● Required action:
Report every line below that has the string "Timing" in it.

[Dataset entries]
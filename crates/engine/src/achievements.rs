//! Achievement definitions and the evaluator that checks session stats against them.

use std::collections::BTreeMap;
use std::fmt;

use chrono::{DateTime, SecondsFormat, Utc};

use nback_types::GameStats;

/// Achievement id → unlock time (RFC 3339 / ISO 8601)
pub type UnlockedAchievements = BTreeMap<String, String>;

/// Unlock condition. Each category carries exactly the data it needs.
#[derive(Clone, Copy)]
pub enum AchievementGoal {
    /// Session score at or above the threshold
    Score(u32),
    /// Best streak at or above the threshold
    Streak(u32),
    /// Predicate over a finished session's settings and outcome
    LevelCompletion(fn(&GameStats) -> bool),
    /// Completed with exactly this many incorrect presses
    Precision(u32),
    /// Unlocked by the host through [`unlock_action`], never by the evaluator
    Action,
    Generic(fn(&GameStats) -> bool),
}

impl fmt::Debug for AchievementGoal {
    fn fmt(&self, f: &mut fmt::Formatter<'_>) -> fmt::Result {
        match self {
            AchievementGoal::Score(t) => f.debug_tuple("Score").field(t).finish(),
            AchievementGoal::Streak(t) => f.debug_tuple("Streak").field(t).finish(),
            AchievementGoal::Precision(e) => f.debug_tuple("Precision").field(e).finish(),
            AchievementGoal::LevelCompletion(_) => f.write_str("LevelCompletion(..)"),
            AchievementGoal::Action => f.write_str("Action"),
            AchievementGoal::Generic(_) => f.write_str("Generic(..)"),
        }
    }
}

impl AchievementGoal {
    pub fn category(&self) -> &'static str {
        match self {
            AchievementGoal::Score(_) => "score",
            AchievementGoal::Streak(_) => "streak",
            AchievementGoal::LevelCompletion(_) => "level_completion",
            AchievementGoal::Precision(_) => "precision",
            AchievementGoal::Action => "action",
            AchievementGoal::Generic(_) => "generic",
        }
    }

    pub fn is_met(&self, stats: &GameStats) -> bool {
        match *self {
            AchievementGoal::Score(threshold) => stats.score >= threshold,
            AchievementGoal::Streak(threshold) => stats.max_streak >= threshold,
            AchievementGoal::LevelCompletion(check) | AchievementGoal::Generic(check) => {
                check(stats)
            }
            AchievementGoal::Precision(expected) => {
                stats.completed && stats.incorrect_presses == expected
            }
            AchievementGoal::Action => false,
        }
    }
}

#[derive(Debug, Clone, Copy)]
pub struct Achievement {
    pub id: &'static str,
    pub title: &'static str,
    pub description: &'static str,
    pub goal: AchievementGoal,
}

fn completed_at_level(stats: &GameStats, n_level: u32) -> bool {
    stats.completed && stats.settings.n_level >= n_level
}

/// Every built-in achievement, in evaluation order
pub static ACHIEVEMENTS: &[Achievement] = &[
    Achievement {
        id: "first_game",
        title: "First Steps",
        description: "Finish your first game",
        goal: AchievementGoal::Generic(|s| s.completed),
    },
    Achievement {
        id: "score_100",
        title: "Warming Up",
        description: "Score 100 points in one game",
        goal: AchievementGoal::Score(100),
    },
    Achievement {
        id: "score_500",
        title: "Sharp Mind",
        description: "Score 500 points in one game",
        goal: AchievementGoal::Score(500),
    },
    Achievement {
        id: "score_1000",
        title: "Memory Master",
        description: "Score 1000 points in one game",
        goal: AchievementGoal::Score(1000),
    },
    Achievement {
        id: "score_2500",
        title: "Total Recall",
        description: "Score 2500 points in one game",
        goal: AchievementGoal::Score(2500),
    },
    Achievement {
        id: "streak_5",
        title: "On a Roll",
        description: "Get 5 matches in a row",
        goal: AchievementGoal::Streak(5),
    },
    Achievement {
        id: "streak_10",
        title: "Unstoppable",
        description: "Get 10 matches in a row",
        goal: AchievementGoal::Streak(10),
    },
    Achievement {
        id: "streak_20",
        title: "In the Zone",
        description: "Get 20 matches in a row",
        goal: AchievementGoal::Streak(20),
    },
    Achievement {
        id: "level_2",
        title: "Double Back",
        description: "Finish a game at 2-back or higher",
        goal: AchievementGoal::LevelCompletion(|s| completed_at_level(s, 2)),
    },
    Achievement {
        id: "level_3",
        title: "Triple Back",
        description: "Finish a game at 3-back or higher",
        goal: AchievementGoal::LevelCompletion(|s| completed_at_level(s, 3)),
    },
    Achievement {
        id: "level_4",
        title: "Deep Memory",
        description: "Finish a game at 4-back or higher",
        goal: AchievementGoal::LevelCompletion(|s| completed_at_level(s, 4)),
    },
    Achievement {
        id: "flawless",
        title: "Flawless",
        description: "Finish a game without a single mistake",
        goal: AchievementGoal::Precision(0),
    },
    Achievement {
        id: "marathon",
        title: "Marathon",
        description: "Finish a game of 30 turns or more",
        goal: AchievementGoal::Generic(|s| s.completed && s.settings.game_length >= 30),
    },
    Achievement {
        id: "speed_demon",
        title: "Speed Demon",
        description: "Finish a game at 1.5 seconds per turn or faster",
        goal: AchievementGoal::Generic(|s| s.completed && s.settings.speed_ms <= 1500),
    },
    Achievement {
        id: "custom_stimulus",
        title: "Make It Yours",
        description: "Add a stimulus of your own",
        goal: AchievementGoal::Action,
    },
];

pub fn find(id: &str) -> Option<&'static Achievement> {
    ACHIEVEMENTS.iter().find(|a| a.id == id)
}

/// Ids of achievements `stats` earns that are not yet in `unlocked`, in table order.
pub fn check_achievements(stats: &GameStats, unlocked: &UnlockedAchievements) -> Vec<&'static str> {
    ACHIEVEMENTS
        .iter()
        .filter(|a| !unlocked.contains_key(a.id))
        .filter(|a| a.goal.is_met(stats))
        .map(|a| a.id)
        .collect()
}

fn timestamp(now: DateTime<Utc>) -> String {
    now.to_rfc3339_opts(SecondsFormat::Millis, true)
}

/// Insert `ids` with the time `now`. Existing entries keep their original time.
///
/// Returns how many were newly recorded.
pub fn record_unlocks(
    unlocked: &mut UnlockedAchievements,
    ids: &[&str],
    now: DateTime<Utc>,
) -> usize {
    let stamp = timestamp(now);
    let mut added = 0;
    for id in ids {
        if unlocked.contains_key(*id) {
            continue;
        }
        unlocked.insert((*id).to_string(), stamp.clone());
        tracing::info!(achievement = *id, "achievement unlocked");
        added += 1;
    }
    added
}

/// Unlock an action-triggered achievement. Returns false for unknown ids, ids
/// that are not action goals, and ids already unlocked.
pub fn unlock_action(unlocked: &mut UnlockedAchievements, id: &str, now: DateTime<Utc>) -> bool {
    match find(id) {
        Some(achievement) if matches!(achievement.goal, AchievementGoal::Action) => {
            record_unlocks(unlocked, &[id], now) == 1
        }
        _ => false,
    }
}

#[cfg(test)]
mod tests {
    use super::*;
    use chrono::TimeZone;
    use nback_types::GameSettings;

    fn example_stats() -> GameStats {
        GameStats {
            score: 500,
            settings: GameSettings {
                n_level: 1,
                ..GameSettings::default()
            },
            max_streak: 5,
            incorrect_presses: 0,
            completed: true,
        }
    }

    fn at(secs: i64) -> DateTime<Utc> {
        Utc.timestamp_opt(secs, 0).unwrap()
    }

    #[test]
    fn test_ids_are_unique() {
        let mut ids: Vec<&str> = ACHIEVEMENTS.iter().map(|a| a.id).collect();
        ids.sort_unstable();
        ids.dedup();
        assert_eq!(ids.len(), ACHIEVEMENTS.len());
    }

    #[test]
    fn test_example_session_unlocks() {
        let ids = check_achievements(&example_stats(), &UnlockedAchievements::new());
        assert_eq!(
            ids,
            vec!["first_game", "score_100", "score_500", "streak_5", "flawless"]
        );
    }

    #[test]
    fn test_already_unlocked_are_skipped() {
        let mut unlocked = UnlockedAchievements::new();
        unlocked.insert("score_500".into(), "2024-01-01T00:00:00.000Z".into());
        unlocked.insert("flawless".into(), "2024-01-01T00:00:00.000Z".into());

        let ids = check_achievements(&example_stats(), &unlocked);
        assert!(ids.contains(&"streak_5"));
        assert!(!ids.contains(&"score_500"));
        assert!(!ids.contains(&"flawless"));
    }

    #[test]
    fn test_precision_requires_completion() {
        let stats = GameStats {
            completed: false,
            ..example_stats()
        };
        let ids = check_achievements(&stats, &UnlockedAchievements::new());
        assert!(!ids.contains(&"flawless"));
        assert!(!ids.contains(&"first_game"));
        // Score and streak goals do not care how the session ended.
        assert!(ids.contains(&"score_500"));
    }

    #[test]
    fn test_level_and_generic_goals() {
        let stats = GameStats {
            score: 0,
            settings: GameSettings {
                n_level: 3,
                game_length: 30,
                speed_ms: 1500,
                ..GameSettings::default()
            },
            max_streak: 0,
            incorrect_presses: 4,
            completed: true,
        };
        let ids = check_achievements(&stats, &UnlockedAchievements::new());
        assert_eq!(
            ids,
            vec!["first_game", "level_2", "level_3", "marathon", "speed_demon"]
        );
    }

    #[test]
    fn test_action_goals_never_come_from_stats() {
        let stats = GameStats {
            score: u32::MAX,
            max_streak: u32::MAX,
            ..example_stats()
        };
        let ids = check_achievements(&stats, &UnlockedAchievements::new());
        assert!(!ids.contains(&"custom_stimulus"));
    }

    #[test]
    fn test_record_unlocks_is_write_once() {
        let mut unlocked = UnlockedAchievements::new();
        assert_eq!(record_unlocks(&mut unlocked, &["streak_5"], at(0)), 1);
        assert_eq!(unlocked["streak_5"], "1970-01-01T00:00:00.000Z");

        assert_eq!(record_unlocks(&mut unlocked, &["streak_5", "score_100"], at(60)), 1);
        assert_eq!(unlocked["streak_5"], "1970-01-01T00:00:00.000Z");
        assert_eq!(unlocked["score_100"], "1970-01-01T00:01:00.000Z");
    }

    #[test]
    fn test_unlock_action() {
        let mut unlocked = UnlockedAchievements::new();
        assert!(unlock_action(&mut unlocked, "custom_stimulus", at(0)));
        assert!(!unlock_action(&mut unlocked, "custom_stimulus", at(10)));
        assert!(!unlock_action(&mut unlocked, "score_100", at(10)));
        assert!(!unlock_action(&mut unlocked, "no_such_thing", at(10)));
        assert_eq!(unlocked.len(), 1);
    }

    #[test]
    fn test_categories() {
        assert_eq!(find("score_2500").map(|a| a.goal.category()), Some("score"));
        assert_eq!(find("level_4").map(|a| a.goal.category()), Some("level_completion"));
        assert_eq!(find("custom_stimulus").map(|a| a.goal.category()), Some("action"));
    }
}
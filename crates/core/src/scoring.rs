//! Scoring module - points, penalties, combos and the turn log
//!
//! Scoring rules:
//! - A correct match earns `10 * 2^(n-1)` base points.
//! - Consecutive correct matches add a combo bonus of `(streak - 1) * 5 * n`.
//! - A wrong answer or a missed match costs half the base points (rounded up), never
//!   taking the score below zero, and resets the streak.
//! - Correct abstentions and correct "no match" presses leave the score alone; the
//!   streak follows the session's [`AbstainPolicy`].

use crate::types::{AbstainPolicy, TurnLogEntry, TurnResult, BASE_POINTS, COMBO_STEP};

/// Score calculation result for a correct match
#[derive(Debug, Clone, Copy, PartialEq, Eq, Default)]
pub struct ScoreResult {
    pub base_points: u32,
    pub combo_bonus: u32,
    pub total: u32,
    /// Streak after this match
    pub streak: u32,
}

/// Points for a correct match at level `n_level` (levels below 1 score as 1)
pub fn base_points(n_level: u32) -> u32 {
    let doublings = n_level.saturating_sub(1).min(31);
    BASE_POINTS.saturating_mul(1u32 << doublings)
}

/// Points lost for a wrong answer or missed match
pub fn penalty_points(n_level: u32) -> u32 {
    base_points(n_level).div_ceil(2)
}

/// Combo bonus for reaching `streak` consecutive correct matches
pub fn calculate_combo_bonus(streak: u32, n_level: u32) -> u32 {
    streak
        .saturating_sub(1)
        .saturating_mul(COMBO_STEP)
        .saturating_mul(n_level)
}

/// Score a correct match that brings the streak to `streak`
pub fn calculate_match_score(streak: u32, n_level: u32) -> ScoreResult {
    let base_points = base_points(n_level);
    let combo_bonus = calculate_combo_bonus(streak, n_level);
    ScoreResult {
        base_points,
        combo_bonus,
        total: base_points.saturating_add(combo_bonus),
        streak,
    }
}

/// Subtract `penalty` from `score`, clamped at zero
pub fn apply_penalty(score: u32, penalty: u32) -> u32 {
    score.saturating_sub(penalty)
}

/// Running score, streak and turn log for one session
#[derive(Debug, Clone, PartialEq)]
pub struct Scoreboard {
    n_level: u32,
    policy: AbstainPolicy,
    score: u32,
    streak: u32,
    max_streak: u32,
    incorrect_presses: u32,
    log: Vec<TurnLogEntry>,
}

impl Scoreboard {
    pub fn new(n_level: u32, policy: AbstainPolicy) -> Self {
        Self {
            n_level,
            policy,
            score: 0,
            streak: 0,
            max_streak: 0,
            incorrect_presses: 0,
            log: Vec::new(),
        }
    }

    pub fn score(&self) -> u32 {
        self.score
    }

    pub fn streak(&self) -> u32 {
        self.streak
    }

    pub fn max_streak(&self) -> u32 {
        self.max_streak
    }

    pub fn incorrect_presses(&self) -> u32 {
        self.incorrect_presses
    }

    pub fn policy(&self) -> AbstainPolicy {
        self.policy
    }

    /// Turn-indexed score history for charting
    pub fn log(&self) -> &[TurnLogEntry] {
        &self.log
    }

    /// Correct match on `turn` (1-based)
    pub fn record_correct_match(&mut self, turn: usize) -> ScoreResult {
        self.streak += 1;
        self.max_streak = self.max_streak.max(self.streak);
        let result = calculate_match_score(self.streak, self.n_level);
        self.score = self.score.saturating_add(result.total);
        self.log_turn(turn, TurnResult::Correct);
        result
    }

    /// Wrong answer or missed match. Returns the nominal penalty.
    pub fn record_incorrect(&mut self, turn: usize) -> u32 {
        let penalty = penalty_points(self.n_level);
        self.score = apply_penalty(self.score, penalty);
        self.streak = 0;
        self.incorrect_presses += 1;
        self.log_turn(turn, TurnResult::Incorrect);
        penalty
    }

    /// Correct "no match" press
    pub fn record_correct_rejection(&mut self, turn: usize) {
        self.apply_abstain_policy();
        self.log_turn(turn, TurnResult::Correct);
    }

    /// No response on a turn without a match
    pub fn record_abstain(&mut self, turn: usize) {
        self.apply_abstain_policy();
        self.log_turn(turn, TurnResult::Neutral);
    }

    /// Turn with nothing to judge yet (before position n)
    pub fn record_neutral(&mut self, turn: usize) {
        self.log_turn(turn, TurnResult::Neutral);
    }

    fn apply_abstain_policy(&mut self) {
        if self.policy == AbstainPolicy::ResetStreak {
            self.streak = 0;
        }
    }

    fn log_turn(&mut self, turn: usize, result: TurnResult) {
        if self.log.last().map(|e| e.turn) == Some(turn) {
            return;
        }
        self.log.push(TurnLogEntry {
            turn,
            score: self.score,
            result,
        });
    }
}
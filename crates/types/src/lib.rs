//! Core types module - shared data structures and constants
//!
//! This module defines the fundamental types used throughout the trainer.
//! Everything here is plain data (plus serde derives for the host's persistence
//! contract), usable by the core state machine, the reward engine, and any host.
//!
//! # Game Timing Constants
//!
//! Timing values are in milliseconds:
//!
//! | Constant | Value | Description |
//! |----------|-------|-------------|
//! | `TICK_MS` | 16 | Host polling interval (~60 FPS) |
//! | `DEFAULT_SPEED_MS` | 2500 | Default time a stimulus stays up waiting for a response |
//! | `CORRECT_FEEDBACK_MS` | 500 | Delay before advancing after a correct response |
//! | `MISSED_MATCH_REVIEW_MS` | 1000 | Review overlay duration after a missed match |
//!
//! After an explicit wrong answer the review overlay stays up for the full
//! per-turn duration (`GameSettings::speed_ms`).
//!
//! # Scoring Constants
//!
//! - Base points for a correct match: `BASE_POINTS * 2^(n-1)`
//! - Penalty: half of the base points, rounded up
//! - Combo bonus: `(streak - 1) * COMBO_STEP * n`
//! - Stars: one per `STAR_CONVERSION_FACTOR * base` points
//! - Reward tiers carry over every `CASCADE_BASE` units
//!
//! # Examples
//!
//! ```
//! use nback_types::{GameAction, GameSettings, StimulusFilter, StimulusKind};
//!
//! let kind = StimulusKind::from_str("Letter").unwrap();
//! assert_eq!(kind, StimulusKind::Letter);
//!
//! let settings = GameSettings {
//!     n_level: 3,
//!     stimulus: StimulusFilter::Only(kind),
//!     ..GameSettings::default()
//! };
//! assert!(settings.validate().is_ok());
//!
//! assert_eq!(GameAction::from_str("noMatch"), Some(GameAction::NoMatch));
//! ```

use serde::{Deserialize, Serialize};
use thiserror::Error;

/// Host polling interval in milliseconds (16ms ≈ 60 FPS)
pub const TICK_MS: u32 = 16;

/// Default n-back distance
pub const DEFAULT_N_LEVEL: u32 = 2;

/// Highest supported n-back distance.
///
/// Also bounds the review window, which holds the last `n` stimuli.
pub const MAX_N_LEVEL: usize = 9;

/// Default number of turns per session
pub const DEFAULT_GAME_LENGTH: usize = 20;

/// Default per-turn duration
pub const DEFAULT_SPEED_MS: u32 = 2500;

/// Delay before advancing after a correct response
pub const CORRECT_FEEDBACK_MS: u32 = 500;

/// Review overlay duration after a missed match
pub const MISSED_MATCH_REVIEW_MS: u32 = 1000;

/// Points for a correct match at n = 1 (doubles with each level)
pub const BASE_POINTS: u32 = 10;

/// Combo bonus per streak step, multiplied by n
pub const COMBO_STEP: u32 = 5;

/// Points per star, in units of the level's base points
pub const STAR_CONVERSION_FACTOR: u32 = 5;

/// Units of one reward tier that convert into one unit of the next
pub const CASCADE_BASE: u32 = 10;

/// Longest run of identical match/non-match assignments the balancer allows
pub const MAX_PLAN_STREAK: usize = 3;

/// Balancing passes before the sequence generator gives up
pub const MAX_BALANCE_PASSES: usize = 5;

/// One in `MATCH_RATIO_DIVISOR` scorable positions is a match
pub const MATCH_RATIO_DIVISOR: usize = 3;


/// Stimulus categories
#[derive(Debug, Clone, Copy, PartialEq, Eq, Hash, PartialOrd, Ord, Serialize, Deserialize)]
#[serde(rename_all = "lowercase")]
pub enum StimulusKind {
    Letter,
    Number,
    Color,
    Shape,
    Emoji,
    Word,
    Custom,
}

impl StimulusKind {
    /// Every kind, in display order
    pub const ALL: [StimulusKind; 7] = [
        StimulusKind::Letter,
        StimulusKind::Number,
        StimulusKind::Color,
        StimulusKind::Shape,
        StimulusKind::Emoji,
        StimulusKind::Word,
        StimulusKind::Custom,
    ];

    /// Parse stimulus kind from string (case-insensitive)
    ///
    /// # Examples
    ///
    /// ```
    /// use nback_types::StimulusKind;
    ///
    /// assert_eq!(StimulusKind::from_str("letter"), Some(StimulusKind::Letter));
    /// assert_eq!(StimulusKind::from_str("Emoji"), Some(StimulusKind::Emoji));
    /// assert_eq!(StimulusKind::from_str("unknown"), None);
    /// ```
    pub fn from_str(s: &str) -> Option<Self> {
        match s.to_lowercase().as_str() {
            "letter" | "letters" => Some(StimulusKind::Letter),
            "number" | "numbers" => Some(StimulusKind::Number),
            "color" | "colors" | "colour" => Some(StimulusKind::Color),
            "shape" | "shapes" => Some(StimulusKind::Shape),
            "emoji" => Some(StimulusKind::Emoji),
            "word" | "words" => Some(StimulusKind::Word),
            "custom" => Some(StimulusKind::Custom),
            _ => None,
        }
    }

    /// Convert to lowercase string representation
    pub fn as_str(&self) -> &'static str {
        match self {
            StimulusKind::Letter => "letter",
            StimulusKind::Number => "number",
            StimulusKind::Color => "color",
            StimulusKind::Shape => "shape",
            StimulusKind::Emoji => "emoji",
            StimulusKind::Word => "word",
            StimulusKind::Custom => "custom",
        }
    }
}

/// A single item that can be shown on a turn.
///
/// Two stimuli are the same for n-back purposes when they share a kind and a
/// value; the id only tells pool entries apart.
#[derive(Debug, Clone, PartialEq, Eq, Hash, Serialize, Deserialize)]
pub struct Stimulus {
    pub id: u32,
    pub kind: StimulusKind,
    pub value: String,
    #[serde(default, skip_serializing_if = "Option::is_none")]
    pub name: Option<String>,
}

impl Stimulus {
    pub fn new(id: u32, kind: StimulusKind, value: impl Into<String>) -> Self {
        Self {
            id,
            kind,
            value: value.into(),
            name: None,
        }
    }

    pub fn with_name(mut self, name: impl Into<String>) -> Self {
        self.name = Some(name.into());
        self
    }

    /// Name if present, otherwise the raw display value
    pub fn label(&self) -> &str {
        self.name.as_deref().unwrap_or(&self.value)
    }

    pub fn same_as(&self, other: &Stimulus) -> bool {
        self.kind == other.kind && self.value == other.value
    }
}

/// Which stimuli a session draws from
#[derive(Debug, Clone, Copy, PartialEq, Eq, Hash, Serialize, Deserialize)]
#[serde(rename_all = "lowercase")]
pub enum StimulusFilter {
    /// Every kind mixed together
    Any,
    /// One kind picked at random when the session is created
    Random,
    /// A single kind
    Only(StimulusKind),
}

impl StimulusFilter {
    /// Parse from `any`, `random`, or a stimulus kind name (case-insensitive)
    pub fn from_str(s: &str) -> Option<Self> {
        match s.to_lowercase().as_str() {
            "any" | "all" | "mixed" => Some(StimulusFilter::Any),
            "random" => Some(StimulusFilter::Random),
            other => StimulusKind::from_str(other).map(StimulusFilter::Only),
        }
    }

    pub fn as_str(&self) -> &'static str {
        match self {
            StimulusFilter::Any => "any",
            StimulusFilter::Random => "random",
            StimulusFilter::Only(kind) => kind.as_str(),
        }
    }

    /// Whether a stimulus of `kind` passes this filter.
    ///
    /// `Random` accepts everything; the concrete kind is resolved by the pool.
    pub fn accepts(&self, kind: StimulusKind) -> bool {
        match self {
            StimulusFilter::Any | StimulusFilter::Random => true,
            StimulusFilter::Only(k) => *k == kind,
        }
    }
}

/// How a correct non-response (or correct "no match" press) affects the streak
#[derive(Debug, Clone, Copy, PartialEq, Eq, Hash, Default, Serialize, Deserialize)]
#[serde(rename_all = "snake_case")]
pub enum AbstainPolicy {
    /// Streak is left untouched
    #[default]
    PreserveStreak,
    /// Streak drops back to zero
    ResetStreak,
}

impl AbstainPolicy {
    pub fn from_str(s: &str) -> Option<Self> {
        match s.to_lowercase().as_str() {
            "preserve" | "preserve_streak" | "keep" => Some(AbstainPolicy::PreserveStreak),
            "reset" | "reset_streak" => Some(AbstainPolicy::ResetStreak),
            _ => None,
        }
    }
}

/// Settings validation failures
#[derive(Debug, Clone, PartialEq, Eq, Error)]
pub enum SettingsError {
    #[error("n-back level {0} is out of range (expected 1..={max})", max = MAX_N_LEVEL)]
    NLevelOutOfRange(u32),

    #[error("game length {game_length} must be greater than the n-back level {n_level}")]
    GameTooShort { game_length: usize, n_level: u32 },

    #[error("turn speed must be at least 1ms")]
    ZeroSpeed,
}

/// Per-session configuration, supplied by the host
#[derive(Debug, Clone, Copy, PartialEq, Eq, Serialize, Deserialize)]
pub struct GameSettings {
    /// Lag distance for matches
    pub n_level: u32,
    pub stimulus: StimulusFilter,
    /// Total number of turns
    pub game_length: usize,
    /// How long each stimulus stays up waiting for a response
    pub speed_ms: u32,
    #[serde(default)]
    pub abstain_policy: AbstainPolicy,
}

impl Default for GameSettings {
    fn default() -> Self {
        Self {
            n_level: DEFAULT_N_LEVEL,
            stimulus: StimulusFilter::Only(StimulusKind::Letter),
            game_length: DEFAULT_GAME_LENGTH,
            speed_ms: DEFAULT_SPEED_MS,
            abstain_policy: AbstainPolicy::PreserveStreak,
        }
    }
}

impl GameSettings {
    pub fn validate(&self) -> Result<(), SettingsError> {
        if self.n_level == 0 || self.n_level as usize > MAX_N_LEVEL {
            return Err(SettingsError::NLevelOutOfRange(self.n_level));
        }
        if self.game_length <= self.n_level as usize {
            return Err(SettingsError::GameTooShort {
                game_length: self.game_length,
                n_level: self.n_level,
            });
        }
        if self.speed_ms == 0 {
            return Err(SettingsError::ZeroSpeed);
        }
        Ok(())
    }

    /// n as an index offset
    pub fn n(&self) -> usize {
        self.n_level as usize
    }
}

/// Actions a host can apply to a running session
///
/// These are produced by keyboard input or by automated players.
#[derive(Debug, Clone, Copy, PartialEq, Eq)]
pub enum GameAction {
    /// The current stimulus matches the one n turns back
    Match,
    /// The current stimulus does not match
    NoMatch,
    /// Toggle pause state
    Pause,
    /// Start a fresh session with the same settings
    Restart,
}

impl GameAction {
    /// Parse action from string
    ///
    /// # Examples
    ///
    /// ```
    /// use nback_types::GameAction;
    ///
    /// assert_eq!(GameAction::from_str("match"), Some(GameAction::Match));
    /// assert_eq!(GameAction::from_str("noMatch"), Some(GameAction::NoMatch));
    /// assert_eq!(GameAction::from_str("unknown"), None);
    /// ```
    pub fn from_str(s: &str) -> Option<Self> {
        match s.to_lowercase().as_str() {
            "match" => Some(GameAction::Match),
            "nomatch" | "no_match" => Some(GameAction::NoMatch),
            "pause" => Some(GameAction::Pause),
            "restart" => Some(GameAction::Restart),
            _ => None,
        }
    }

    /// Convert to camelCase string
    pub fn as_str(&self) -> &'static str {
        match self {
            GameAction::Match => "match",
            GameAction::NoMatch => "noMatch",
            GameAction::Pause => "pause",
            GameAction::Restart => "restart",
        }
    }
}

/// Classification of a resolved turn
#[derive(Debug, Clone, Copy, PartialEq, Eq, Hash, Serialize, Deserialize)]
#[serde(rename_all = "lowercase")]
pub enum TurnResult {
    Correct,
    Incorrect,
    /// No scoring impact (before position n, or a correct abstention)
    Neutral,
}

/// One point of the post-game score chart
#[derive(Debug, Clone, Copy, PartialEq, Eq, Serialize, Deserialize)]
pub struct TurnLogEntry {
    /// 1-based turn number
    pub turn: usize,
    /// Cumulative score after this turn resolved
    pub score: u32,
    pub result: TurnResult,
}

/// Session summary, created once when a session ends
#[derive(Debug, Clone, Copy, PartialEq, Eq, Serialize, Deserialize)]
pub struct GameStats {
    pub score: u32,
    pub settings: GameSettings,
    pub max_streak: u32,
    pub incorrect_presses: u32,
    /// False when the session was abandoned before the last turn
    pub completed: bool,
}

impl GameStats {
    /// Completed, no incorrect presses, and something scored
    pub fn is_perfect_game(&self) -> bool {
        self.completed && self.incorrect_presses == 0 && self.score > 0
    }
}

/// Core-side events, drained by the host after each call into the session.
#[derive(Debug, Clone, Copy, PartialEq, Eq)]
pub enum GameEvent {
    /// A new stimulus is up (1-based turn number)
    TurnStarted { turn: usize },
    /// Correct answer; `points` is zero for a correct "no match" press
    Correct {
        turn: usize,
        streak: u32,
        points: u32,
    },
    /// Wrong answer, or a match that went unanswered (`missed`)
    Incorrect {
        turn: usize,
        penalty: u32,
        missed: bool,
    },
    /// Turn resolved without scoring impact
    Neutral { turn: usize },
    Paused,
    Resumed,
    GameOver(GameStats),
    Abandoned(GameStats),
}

● Exercise result:
//! # Game Timing Constants
//! Timing values are in milliseconds:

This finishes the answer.